StatConfint <- ggproto("StatConfint", Stat,
                       compute_group = function(data, scales) {
                               ## Compute the line segment endpoints
                               x <- data$x
                               xend <- data$x
                               y <- data$y - 1.96 * data$stderr
                               yend <- data$y + 1.96 * data$stderr
                               
                               ## Return a new data frame
                               data.frame(x = x, xend = xend,
                                          y = y, yend = yend)
                       },
                       required_aes = c("x", "y", "stderr")
)

Next we can define a separate stat_* function that builds the layer for ggplot functions.

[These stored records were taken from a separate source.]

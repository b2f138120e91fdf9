// This is the entry point of the player-data service.
//
// **Architecture Overview:**
// - `core/` = Business logic (storage-agnostic)
// - `infra/` = Implementations of core traits (MySQL / SQLite)
// - `host/` = Game-server adapters (events, commands)
//
// This file's job is to:
// 1. Load configuration
// 2. Open the database and make sure the schema exists (fail fast otherwise)
// 3. Wire services together (dependency injection)
// 4. Feed host events to the dispatcher until input ends or Ctrl-C
// 5. Drain in-flight events, then close the database

// These attrs point each module declaration at a more descriptive root file
// so we don't end up with several mod.rs files that all look the same.
#[path = "core/core_layer.rs"]
mod core;
#[path = "host/host_layer.rs"]
mod host;
#[path = "infra/infra_layer.rs"]
mod infra;

use crate::core::players::{PlayerService, PlayerStore};
use crate::host::dispatcher::EventDispatcher;
use crate::host::events::parse_line;
use crate::infra::database::{schema, ConnectionProvider, DatabaseConfig};
use crate::infra::players::SqlPlayerStore;
use anyhow::Context;
use std::sync::Arc;
use std::time::Duration;
use tokio::io::{AsyncBufReadExt, BufReader};
use tokio::task::JoinSet;
use tracing_subscriber::layer::SubscriberExt;
use tracing_subscriber::util::SubscriberInitExt;

const DEFAULT_DRAIN_SECS: u64 = 10;

#[tokio::main]
async fn main() -> anyhow::Result<()> {
    // Load environment variables from .env file (if it exists)
    dotenv::dotenv().ok();

    tracing_subscriber::registry()
        .with(
            tracing_subscriber::EnvFilter::try_from_default_env()
                .unwrap_or_else(|_| "info".into()),
        )
        .with(tracing_subscriber::fmt::layer())
        .init();

    let config = DatabaseConfig::from_env()
        .inspect_err(|e| tracing::error!("Invalid database configuration: {}", e))
        .context("invalid database configuration")?;
    let backend = config.backend();
    tracing::info!(backend = %backend, "Starting crown_core");

    // ========================================================================
    // DATABASE
    // ========================================================================
    // Any failure here is fatal: we never run with a half-open database.

    let provider = Arc::new(
        ConnectionProvider::open(&config)
            .await
            .inspect_err(|e| tracing::error!("Failed to open database: {}", e))
            .context("failed to open database")?,
    );

    if let Err(e) = schema::initialize(&provider, config.statement_timeout).await {
        tracing::error!("Database initialization failed: {}", e);
        provider.shutdown().await;
        return Err(e).context("database initialization failed");
    }

    // ========================================================================
    // DEPENDENCY INJECTION
    // ========================================================================

    let store = SqlPlayerStore::new(Arc::clone(&provider), config.statement_timeout);
    let players = Arc::new(PlayerService::new(store));
    let dispatcher = Arc::new(EventDispatcher::new(players, backend));

    let drain_timeout = std::env::var("SHUTDOWN_DRAIN_SECS")
        .ok()
        .and_then(|v| v.parse::<u64>().ok())
        .map(Duration::from_secs)
        .unwrap_or(Duration::from_secs(DEFAULT_DRAIN_SECS));

    tracing::info!("crown_core ready, reading host events from stdin");
    run_event_loop(dispatcher, drain_timeout).await;

    provider.shutdown().await;
    tracing::info!("crown_core stopped");
    Ok(())
}

/// Read events line by line and handle each one on its own task.
async fn run_event_loop<S: PlayerStore + 'static>(
    dispatcher: Arc<EventDispatcher<S>>,
    drain_timeout: Duration,
) {
    let mut lines = BufReader::new(tokio::io::stdin()).lines();
    let mut tasks = JoinSet::new();
    let ctrl_c = tokio::signal::ctrl_c();
    tokio::pin!(ctrl_c);

    loop {
        tokio::select! {
            _ = &mut ctrl_c => {
                tracing::info!("Ctrl-C received, shutting down");
                break;
            }
            Some(finished) = tasks.join_next(), if !tasks.is_empty() => {
                if let Err(e) = finished {
                    tracing::error!("Event task failed: {}", e);
                }
            }
            line = lines.next_line() => match line {
                Ok(Some(line)) => match parse_line(&line) {
                    Ok(Some(event)) => {
                        let dispatcher = Arc::clone(&dispatcher);
                        tasks.spawn(async move {
                            if let Some(reply) = dispatcher.dispatch(event).await {
                                println!("{}: {}", reply.recipient, reply.text);
                            }
                        });
                    }
                    Ok(None) => {}
                    Err(e) => tracing::warn!("Skipping malformed event {:?}: {}", line, e),
                },
                Ok(None) => {
                    tracing::info!("Host event stream closed, shutting down");
                    break;
                }
                Err(e) => {
                    tracing::error!("Failed to read host events: {}", e);
                    break;
                }
            },
        }
    }

    drain_in_flight(tasks, drain_timeout).await;
}

/// Let running events finish before the database goes away.
async fn drain_in_flight(mut tasks: JoinSet<()>, limit: Duration) {
    if tasks.is_empty() {
        return;
    }
    tracing::info!(in_flight = tasks.len(), "Draining in-flight events");

    let drained = tokio::time::timeout(limit, async {
        while let Some(finished) = tasks.join_next().await {
            if let Err(e) = finished {
                tracing::error!("Event task failed: {}", e);
            }
        }
    })
    .await;

    if drained.is_err() {
        tracing::warn!(
            remaining = tasks.len(),
            "Drain timed out after {:?}, aborting remaining events",
            limit
        );
        tasks.shutdown().await;
    }
}
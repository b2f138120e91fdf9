// The /crown ping command
//
// Same shape as every other command:
// 1. Check who is asking
// 2. Call the core service
// 3. Format the reply

use crate::core::players::{PlayerError, PlayerService, PlayerStore};
use crate::host::events::CommandSender;
use crate::infra::database::Backend;

pub const COMMAND_NAME: &str = "crown";

// Plain text only. Colours and styling are left to the host.
pub const PLAYERS_ONLY_REPLY: &str = "This command is reserved for players.";
pub const FAILURE_REPLY: &str = "[CrownPvP] Something went wrong, please try again later.";

/// Reply with the sender's coin balance and the active backend.
///
/// Store failures are logged and turned into a generic reply; they never
/// escape this function.
pub async fn crown<S: PlayerStore>(
    players: &PlayerService<S>,
    backend: Backend,
    sender: &CommandSender,
) -> String {
    let CommandSender::Player { id, name } = sender else {
        return PLAYERS_ONLY_REPLY.to_string();
    };

    match balance_for(players, id, name).await {
        Ok(coins) => format_ping(coins, backend),
        Err(e) => {
            tracing::error!(player_id = %id, player = %name, "crown command failed: {}", e);
            FAILURE_REPLY.to_string()
        }
    }
}

async fn balance_for<S: PlayerStore>(
    players: &PlayerService<S>,
    id: &str,
    name: &str,
) -> Result<i64, PlayerError> {
    players.ensure_present(id, name).await?;
    players.get_coins(id).await
}

fn format_ping(coins: i64, backend: Backend) -> String {
    format!(
        "[CrownPvP] Ping! Coins: {} (DB: {})",
        coins,
        backend.display_name()
    )
}
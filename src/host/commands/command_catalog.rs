// Host commands module.
// Each command gets its own file.

pub mod crown;
//! Account and Review Services
//!
//! Stateless orchestration over the injected stores.

use crate::error::ApiError;
use crate::models::*;
use crate::password::PasswordHasher;
use crate::store::{ReviewStore, UserStore};
use crate::token::TokenIssuer;

use chrono::Utc;
use std::sync::Arc;
use uuid::Uuid;
use validator::Validate;

/// Authentication service
pub struct AuthService {
    users: Arc<dyn UserStore>,
    hasher: PasswordHasher,
    tokens: TokenIssuer,
}

impl AuthService {
    pub fn new(users: Arc<dyn UserStore>, hasher: PasswordHasher, tokens: TokenIssuer) -> Self {
        Self {
            users,
            hasher,
            tokens,
        }
    }

    /// Register a new user
    pub async fn signup(&self, req: SignupRequest) -> Result<UserSummary, ApiError> {
        req.validate().map_err(|e| {
            tracing::debug!("Signup rejected: {}", e);
            ApiError::Validation(invalid_fields(&e))
        })?;

        // Fast path only; the store's uniqueness constraint is authoritative
        if self.users.find_by_email(&req.email).await?.is_some() {
            return Err(ApiError::DuplicateEmail);
        }

        let password_hash = self.hash_password(req.password).await?;

        let user = User {
            id: Uuid::new_v4(),
            name: req.name.filter(|n| !n.trim().is_empty()),
            email: req.email,
            password_hash,
            created_at: Utc::now(),
        };

        self.users.insert(&user).await?;

        tracing::info!(user_id = %user.id, "User registered");
        Ok(UserSummary::from(&user))
    }

    /// Attempt to login a user
    ///
    /// Unknown email and wrong password yield the same error.
    pub async fn login(&self, req: LoginRequest) -> Result<AuthResult, ApiError> {
        let user = match self.users.find_by_email(&req.email).await? {
            Some(user) => user,
            None => {
                tracing::debug!("Login failed");
                return Err(ApiError::InvalidCredentials);
            }
        };

        if !self
            .verify_password(req.password, user.password_hash.clone())
            .await?
        {
            tracing::debug!("Login failed");
            return Err(ApiError::InvalidCredentials);
        }

        let issued = self.tokens.issue(user.id)?;

        tracing::info!(user_id = %user.id, "User logged in");
        Ok(AuthResult {
            message: "Login successful".to_string(),
            token: issued.token,
            token_type: "Bearer".to_string(),
            expires_in: issued.expires_in,
        })
    }

    // Argon2 is CPU bound; keep it off the async workers

    async fn hash_password(&self, password: String) -> Result<String, ApiError> {
        let hasher = self.hasher.clone();
        tokio::task::spawn_blocking(move || hasher.hash(&password))
            .await
            .map_err(|e| {
                tracing::error!("Hashing task failed: {:?}", e);
                ApiError::Internal
            })?
    }

    async fn verify_password(&self, password: String, hash: String) -> Result<bool, ApiError> {
        let hasher = self.hasher.clone();
        tokio::task::spawn_blocking(move || hasher.verify(&password, &hash))
            .await
            .map_err(|e| {
                tracing::error!("Verification task failed: {:?}", e);
                ApiError::Internal
            })?
    }
}

/// Review service
pub struct ReviewService {
    reviews: Arc<dyn ReviewStore>,
}

impl ReviewService {
    pub fn new(reviews: Arc<dyn ReviewStore>) -> Self {
        Self { reviews }
    }

    /// Create a review
    pub async fn create(&self, req: CreateReviewRequest) -> Result<Review, ApiError> {
        req.validate().map_err(|e| {
            tracing::debug!("Review rejected: {}", e);
            ApiError::Validation(invalid_fields(&e))
        })?;

        let (Some(product_id), Some(user_name), Some(rating), Some(comment)) =
            (req.product_id, req.user_name, req.rating, req.comment)
        else {
            return Err(ApiError::Internal);
        };

        let review = Review {
            id: Uuid::new_v4(),
            product_id,
            user_name,
            rating,
            comment,
            created_at: Utc::now(),
        };

        self.reviews.insert(&review).await?;

        tracing::info!(review_id = %review.id, product_id = %review.product_id, "Review created");
        Ok(review)
    }

    /// List reviews for a product, most recent first
    pub async fn list(&self, product_id: &str) -> Result<Vec<Review>, ApiError> {
        Ok(self.reviews.list_by_product(product_id).await?)
    }
}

stat_confint <- function(mapping = NULL, data = NULL, geom = "segment",
                           position = "identity", na.rm = FALSE, 
                           show.legend = NA, inherit.aes = TRUE, ...) {
        ggplot2::layer(
                stat = StatConfInt, 
                data = data, 
                mapping = mapping, 
                geom = geom, 
                position = position, 
                show.legend = show.legend, 
                inherit.aes = inherit.aes,
                params = list(na.rm = na.rm, ...)
        )
}

With the new stat we can revise our original plot to include approximate 95% confidence intervals around the monthly means for ozone.

ggplot(data = monthly, aes(x = Month, y = ozone, stderr = stderr)) + 
        geom_point() + 
        ylab("Ozone (ppb)") + 
        geom_segment(stat = "confint")

From the new plot we can see that the variability about the mean in August is somewhat greater than it is in July or September.

The advantage writing a separate stat in this case is that it removes the cruft of computing the +/- 1.96 * stderr every time you want to plot the confidence intervals. If you are making these kinds of plots commonly, it can be handy to clean up the code by abstracting the computation into a separate stat_* function.

4.7.5 Combining Geoms and Stats

Combining geoms and stats gives you a way of creating new graphical elements that make use of special computations that you define. In addition, if you require some custom drawing that is not immediately handled by an existing geom, then you may consider writing a separate geom to handle the data computed by your stat. In this section we show how to combine stats with geoms to create a custom plot.

The example we will use is creating a “skinny boxplot,” which looks something like this.

## This code is not runnable yet!
library(ggplot2)
library(datasets)
data(airquality)
mutate(airquality, Month = factor(Month)) %>%
        ggplot(aes(Month, Ozone)) + 
        geom_skinnybox()

Skinny Boxplot

This boxplot differs from the traditional boxplot (e.g. geom_boxplot()) in the following ways:

The “whiskers” extend to the minimum and the maximum of the data
The medians are represented by a point rather than a line
There is no box indicating the region between the 25th and 75th percentiles

While it’s certainly possible to manipulate existing R functions to create such a plot, doing so would not necessarily make it clear to any reader of the code that this is what you were doing. Also, if you play to make a lot of these kinds of plots, having a dedicated geom can make things a bit more compact and streamlined.

First we can create a stat that computes the relevant summary statistics from the data: minimum, first quartile, median, third quartile, and the maximum.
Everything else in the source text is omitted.